Building a factory, the report said, would cost a company about $3 billion. And as chip makers prepare to fight over who will supply processors for the next generation of devices, "the chip wars," the report noted, "are about to become even more bloody."
Intel is pushing its low-power, low-cost Atom processor for mobile devices, including smartphones, but the chips still cost more and use more power than their ARM competitors. The Atom was even pegged to be coming to Apple products in 2008, though it never came to be.
The forthcoming iPad includes a 1GHz Apple A4 processor, based on the ARM architecture, which includes an integrated CPU and graphics processing. Based on the Cortex-A9 MPCore, the processor is much faster than the ARM-based CPU that powers the iPhone 3GS.
In addition to the iPad, processors based on the ARM design will find their way into new laptops coming from HP and Lenovo.
As first reported by AppleInsider in 2008, Apple has been a licensee of the ARM architecture for years, but the company became invested in the chip-making business when it purchased P.A. Semi for $278 million.
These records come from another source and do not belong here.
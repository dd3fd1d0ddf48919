pub mod refresher;
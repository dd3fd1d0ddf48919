use log::{info, warn};
use std::sync::{Arc, Mutex, MutexGuard};

use super::api::HttpTallyBackend;
use super::local_store::{LOCAL_MARKER_KEY, LocalPollStore};
use super::storage::KeyValueStore;
use super::{TallyBackend, WidgetConfig};
use crate::error::ClientError;
use crate::models::{LocalMarker, PollDefinition, Tallies};
use crate::voting::shares::{calculate_shares, votes_label};

pub const ALREADY_VOTED_MESSAGE: &str = "You have already voted!";
pub const FIRST_VOTE_MESSAGE: &str = "Be the first to vote!";
pub const SUBMITTING_MESSAGE: &str = "Submitting your vote...";
pub const VOTE_ERROR_MESSAGE: &str = "Error submitting vote. Please try again.";

#[derive(Debug, Clone, PartialEq, Eq)]
pub enum VoteState {
    Unvoted,
    Voting { option: String },
    Voted { option: String },
    /// Last submission failed; the device may vote again.
    Error { message: String },
}

#[derive(Debug, Clone, Copy, PartialEq, Eq)]
pub enum StatusKind {
    Neutral,
    Voted,
    Error,
}

#[derive(Debug, Clone, PartialEq, Eq)]
pub enum ClickOutcome {
    Recorded,
    AlreadyVoted,
    InFlight,
}

#[derive(Debug, Clone, PartialEq, Eq)]
pub struct OptionView {
    pub option_id: String,
    pub label: String,
    pub count: u64,
    pub percent: u32,
    pub votes_text: String,
    pub selected: bool,
    pub clickable: bool,
}

#[derive(Debug, Clone, PartialEq, Eq)]
pub struct PollView {
    pub options: Vec<OptionView>,
    pub status: String,
    pub status_kind: StatusKind,
}

struct WidgetState {
    vote: VoteState,
    tallies: Option<Tallies>,
    notice: Option<String>,
}

pub struct PollWidget {
    backend: Arc<dyn TallyBackend>,
    store: Arc<dyn KeyValueStore>,
    poll: PollDefinition,
    marker_key: String,
    state: Mutex<WidgetState>,
}

impl PollWidget {
    pub fn new(
        backend: Arc<dyn TallyBackend>,
        store: Arc<dyn KeyValueStore>,
        poll: PollDefinition,
        marker_key: impl Into<String>,
    ) -> Self {
        let marker_key = marker_key.into();
        let vote = match read_marker(store.as_ref(), &marker_key) {
            Some(marker) => VoteState::Voted {
                option: marker.option,
            },
            None => VoteState::Unvoted,
        };

        Self {
            backend,
            store,
            poll,
            marker_key,
            state: Mutex::new(WidgetState {
                vote,
                tallies: None,
                notice: None,
            }),
        }
    }

    /// Server-backed widget.
    pub fn from_config(
        config: &WidgetConfig,
        store: Arc<dyn KeyValueStore>,
    ) -> Result<Self, ClientError> {
        let backend = HttpTallyBackend::new(config.api_url.clone(), config.request_timeout)?;
        Ok(Self::new(
            Arc::new(backend),
            store,
            config.poll.clone(),
            config.marker_key.clone(),
        ))
    }

    /// Device-only widget; tallies and marker both live in `store`.
    pub fn local(store: Arc<dyn KeyValueStore>, poll: PollDefinition) -> Self {
        let backend = LocalPollStore::new(store.clone(), poll.clone());
        Self::new(Arc::new(backend), store, poll, LOCAL_MARKER_KEY)
    }

    pub fn poll(&self) -> &PollDefinition {
        &self.poll
    }

    pub fn state(&self) -> VoteState {
        self.lock().vote.clone()
    }

    pub fn marker(&self) -> Option<LocalMarker> {
        read_marker(self.store.as_ref(), &self.marker_key)
    }

    /// Re-reads tallies. On failure the previous tallies stay on display.
    pub async fn refresh(&self) -> Result<(), ClientError> {
        match self.backend.fetch_tallies(&self.poll.name).await {
            Ok(tallies) => {
                self.lock().tallies = Some(tallies);
                Ok(())
            }
            Err(e) => {
                warn!("Failed to load votes for '{}': {}", self.poll.name, e);
                Err(e)
            }
        }
    }

    pub async fn click(&self, option_id: &str) -> Result<ClickOutcome, ClientError> {
        if !self.poll.has_option(option_id) {
            return Err(ClientError::UnknownOption(option_id.to_string()));
        }

        let marker = self.marker();
        {
            let mut state = self.lock();
            if matches!(state.vote, VoteState::Voting { .. }) {
                return Ok(ClickOutcome::InFlight);
            }
            if matches!(state.vote, VoteState::Voted { .. }) {
                state.notice = Some(ALREADY_VOTED_MESSAGE.to_string());
                return Ok(ClickOutcome::AlreadyVoted);
            }

            // Another widget on this device may have voted since we loaded.
            if let Some(marker) = marker {
                state.vote = VoteState::Voted {
                    option: marker.option,
                };
                state.notice = Some(ALREADY_VOTED_MESSAGE.to_string());
                return Ok(ClickOutcome::AlreadyVoted);
            }

            state.vote = VoteState::Voting {
                option: option_id.to_string(),
            };
            state.notice = None;
        }

        let result = match self.backend.submit_vote(&self.poll.name, option_id).await {
            Ok(response) if response.success => Ok(response.votes),
            Ok(_) => Err(ClientError::NotAccepted),
            Err(e) => Err(e),
        };

        match result {
            Ok(votes) => {
                self.save_marker(option_id);
                let mut state = self.lock();
                state.tallies = Some(votes);
                state.vote = VoteState::Voted {
                    option: option_id.to_string(),
                };
                info!("Vote for '{}' recorded in '{}'", option_id, self.poll.name);
                Ok(ClickOutcome::Recorded)
            }
            Err(e) => {
                warn!("Error voting for '{}': {}", option_id, e);
                self.lock().vote = VoteState::Error {
                    message: VOTE_ERROR_MESSAGE.to_string(),
                };
                Err(e)
            }
        }
    }

    pub fn view(&self) -> PollView {
        let state = self.lock();
        let tallies = state
            .tallies
            .clone()
            .unwrap_or_else(|| self.poll.zero_tallies());

        let (selected, clickable) = match &state.vote {
            VoteState::Voting { option } | VoteState::Voted { option } => {
                (Some(option.as_str()), false)
            }
            VoteState::Unvoted | VoteState::Error { .. } => (None, true),
        };

        let shares = calculate_shares(&self.poll, &tallies);
        let total: u64 = shares.iter().map(|s| s.count).sum();

        let options = shares
            .into_iter()
            .map(|share| OptionView {
                selected: selected == Some(share.option_id.as_str()),
                clickable,
                votes_text: votes_label(share.count),
                option_id: share.option_id,
                label: share.label,
                count: share.count,
                percent: share.percent,
            })
            .collect();

        let (status, status_kind) = match (&state.notice, &state.vote) {
            (Some(notice), _) => (notice.clone(), StatusKind::Neutral),
            (None, VoteState::Voted { option }) => {
                let label = self.poll.label_for(option).unwrap_or(option);
                (
                    format!("You voted for {}! Thanks for participating!", label),
                    StatusKind::Voted,
                )
            }
            (None, VoteState::Error { message }) => (message.clone(), StatusKind::Error),
            (None, VoteState::Voting { .. }) => (SUBMITTING_MESSAGE.to_string(), StatusKind::Neutral),
            (None, VoteState::Unvoted) if total == 0 => {
                (FIRST_VOTE_MESSAGE.to_string(), StatusKind::Neutral)
            }
            (None, VoteState::Unvoted) => (String::new(), StatusKind::Neutral),
        };

        PollView {
            options,
            status,
            status_kind,
        }
    }

    fn save_marker(&self, option_id: &str) {
        let saved = serde_json::to_string(&LocalMarker::now(option_id))
            .map_err(ClientError::from)
            .and_then(|raw| self.store.set(&self.marker_key, &raw));

        // The vote already counted; a missing marker only re-enables the buttons.
        if let Err(e) = saved {
            warn!("Could not save local vote marker '{}': {}", self.marker_key, e);
        }
    }

    fn lock(&self) -> MutexGuard<'_, WidgetState> {
        self.state.lock().unwrap_or_else(|poisoned| poisoned.into_inner())
    }
}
But Monday's $1 billion estimate from the Times would suggest that Apple's investment went well beyond the purchase of P.A. Semi. Apple has more cash on-hand than any U.S. technology company, with an announced $39.8 billion at the end of the December quarter.
Apple claims the power efficiency of its custom-built chip will allow the iPad to offer users 10 hours of battery life in use, and over a month of standby.
"iPad is powered by our own custom silicon. We have an incredible group that does custom silicon at Apple," company co-founder Steve Jobs said when he unveiled the device. "We have a chip called A4, which is our most advanced chip we've ever done that powers the iPad. It's got the processor, the graphics, the I/O, the memory controller — everything in this one chip, and it screams."